▸ Requirement: Count every line in the data below that includes "started", and give only the result.

▸ Records supplied:
◇ ◇ ◇ ◇
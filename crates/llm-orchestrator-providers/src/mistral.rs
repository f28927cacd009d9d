// Copyright (c) 2025 LLM DevOps
// SPDX-License-Identifier: MIT OR Apache-2.0

//! Mistral AI provider implementation.
//!
//! Mistral's chat completions API is OpenAI-compatible, so the request/
//! response shapes mirror `openai.rs` closely.

use crate::traits::{GenerateParams, LLMProvider, LLMResponse, ModelCapabilities, ProviderError};
use async_trait::async_trait;
use futures::stream::{self, BoxStream};
use llm_orchestrator_core::registry::ModelRegistry;
use reqwest::{Client, StatusCode};
use serde::{Deserialize, Serialize};
use std::time::{Duration, Instant};

const PROVIDER_NAME: &str = "mistral";

pub struct MistralProvider {
    client: Client,
    api_key: String,
    base_url: String,
}

#[derive(Debug, Serialize)]
struct ChatCompletionRequest {
    model: String,
    messages: Vec<ChatMessage>,
    #[serde(skip_serializing_if = "Option::is_none")]
    temperature: Option<f32>,
    #[serde(skip_serializing_if = "Option::is_none")]
    max_tokens: Option<u32>,
    #[serde(default)]
    stream: bool,
}

#[derive(Debug, Clone, Serialize, Deserialize)]
struct ChatMessage {
    role: String,
    content: String,
}

#[derive(Debug, Deserialize)]
struct ChatCompletionResponse {
    choices: Vec<Choice>,
    usage: Usage,
}

#[derive(Debug, Deserialize)]
struct Choice {
    message: ChatMessage,
    finish_reason: Option<String>,
}

#[derive(Debug, Deserialize)]
struct Usage {
    prompt_tokens: u32,
    completion_tokens: u32,
    total_tokens: u32,
}

#[derive(Debug, Deserialize)]
struct MistralErrorResponse {
    message: String,
    #[serde(default)]
    #[serde(rename = "type")]
    error_type: Option<String>,
}

impl MistralProvider {
    fn convert_reqwest_error(err: reqwest::Error) -> ProviderError {
        if err.is_timeout() {
            ProviderError::RequestFailed {
                provider: PROVIDER_NAME.to_string(),
                message: "request timed out".to_string(),
            }
        } else {
            ProviderError::RequestFailed {
                provider: PROVIDER_NAME.to_string(),
                message: err.to_string(),
            }
        }
    }

    pub fn new(api_key: String) -> Self {
        Self::with_base_url(api_key, "https://api.mistral.ai/v1".to_string())
    }

    pub fn with_base_url(api_key: String, base_url: String) -> Self {
        let client = Client::builder()
            .timeout(Duration::from_secs(120))
            .build()
            .expect("failed to build reqwest client");

        Self { client, api_key, base_url }
    }

    pub fn from_env() -> Result<Self, ProviderError> {
        let api_key = std::env::var("MISTRAL_API_KEY")
            .map_err(|_| ProviderError::Authentication(PROVIDER_NAME.to_string()))?;
        Ok(Self::new(api_key))
    }

    fn to_mistral_request(&self, prompt: &str, params: &GenerateParams) -> ChatCompletionRequest {
        let mut messages = Vec::new();
        if let Some(system) = params.extra.get("system").and_then(|v| v.as_str()) {
            messages.push(ChatMessage { role: "system".to_string(), content: system.to_string() });
        }
        messages.push(ChatMessage { role: "user".to_string(), content: prompt.to_string() });

        ChatCompletionRequest {
            model: params.model.clone().unwrap_or_else(|| "mistral-small".to_string()),
            messages,
            temperature: Some(params.temperature),
            max_tokens: Some(params.max_tokens),
            stream: false,
        }
    }

    fn parse_error(&self, status: StatusCode, body: &str) -> ProviderError {
        if status == StatusCode::TOO_MANY_REQUESTS {
            return ProviderError::RateLimit(PROVIDER_NAME.to_string());
        }
        if status == StatusCode::UNAUTHORIZED || status == StatusCode::FORBIDDEN {
            return ProviderError::Authentication(PROVIDER_NAME.to_string());
        }
        if let Ok(error_response) = serde_json::from_str::<MistralErrorResponse>(body) {
            return ProviderError::RequestFailed {
                provider: PROVIDER_NAME.to_string(),
                message: format!("[{}] {}", status.as_u16(), error_response.message),
            };
        }
        ProviderError::RequestFailed {
            provider: PROVIDER_NAME.to_string(),
            message: format!("[{}] {}", status.as_u16(), body),
        }
    }
}

#[async_trait]
impl LLMProvider for MistralProvider {
    async fn generate(&self, prompt: &str, params: &GenerateParams) -> Result<LLMResponse, ProviderError> {
        let started = Instant::now();
        let model = params.model.clone().unwrap_or_else(|| "mistral-small".to_string());
        let request_body = self.to_mistral_request(prompt, params);

        let response = self
            .client
            .post(format!("{}/chat/completions", self.base_url))
            .header("Authorization", format!("Bearer {}", self.api_key))
            .header("Content-Type", "application/json")
            .json(&request_body)
            .send()
            .await
            .map_err(Self::convert_reqwest_error)?;

        let status = response.status();
        let body = response.text().await.unwrap_or_default();

        if !status.is_success() {
            return Err(self.parse_error(status, &body));
        }

        let completion: ChatCompletionResponse = serde_json::from_str(&body).map_err(|e| ProviderError::RequestFailed {
            provider: PROVIDER_NAME.to_string(),
            message: format!("malformed response: {e}"),
        })?;

        let choice = completion.choices.into_iter().next().ok_or_else(|| ProviderError::RequestFailed {
            provider: PROVIDER_NAME.to_string(),
            message: "no choices in response".to_string(),
        })?;

        let cost_usd = self.get_cost(&model, completion.usage.prompt_tokens, completion.usage.completion_tokens).await;

        Ok(LLMResponse {
            content: choice.message.content,
            model,
            provider: PROVIDER_NAME.to_string(),
            tokens_prompt: completion.usage.prompt_tokens,
            tokens_completion: completion.usage.completion_tokens,
            tokens_total: completion.usage.total_tokens,
            cost_usd,
            latency_ms: started.elapsed().as_millis() as u64,
            finish_reason: choice.finish_reason,
            metadata: Default::default(),
        })
    }

    async fn stream_generate(
        &self,
        prompt: &str,
        params: &GenerateParams,
    ) -> Result<BoxStream<'static, Result<String, ProviderError>>, ProviderError> {
        let response = self.generate(prompt, params).await?;
        Ok(Box::pin(stream::once(async move { Ok(response.content) })))
    }

    async fn get_cost(&self, model: &str, prompt_tokens: u32, completion_tokens: u32) -> f64 {
        match ModelRegistry::get_model_config(PROVIDER_NAME, model) {
            Some(config) => {
                (prompt_tokens as f64 / 1000.0) * config.cost_per_1k_prompt
                    + (completion_tokens as f64 / 1000.0) * config.cost_per_1k_completion
            }
            None => 0.0,
        }
    }

    async fn get_latency_estimate(&self, model: &str) -> u64 {
        ModelRegistry::get_model_config(PROVIDER_NAME, model).map(|c| c.latency_estimate_ms).unwrap_or(1500)
    }

    fn get_model_capabilities(&self, model: &str) -> ModelCapabilities {
        match ModelRegistry::get_model_config(PROVIDER_NAME, model) {
            Some(config) => ModelCapabilities {
                code_generation: config.has_capability("code_generation"),
                reasoning: config.has_capability("reasoning"),
                analysis: config.has_capability("analysis"),
                long_context: config.has_capability("long_context"),
                function_calling: config.has_capability("function_calling"),
                vision: config.has_capability("vision"),
                streaming: true,
                max_tokens: config.max_tokens,
                supported_languages: Vec::new(),
            },
            None => ModelCapabilities::default(),
        }
    }

    fn list_models(&self) -> Vec<String> {
        ModelRegistry::list_models(Some(PROVIDER_NAME))
            .into_iter()
            .filter_map(|entry| entry.split_once('/').map(|(_, model)| model.to_string()))
            .collect()
    }

    fn is_available(&self) -> bool {
        !self.api_key.is_empty()
    }

    fn provider_name(&self) -> &str {
        PROVIDER_NAME
    }
}

#[cfg(test)]
mod tests {
    use super::*;

    #[test]
    fn provider_creation_defaults_base_url() {
        let provider = MistralProvider::new("test-key".to_string());
        assert_eq!(provider.provider_name(), "mistral");
        assert_eq!(provider.base_url, "https://api.mistral.ai/v1");
    }

    #[test]
    fn request_builder_defaults_to_mistral_small() {
        let provider = MistralProvider::new("test-key".to_string());
        let params = GenerateParams::default();
        let request = provider.to_mistral_request("hi", &params);
        assert_eq!(request.model, "mistral-small");
        assert_eq!(request.messages.len(), 1);
    }

    #[test]
    fn parse_error_detects_rate_limit_from_status() {
        let provider = MistralProvider::new("test-key".to_string());
        let error = provider.parse_error(StatusCode::TOO_MANY_REQUESTS, "{}");
        assert!(matches!(error, ProviderError::RateLimit(_)));
    }

    #[test]
    fn parse_error_detects_auth_failure_from_status() {
        let provider = MistralProvider::new("test-key".to_string());
        let error = provider.parse_error(StatusCode::UNAUTHORIZED, "{}");
        assert!(matches!(error, ProviderError::Authentication(_)));
    }
}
◇ ◇ ◇ ◇
▸ Exercise response: 2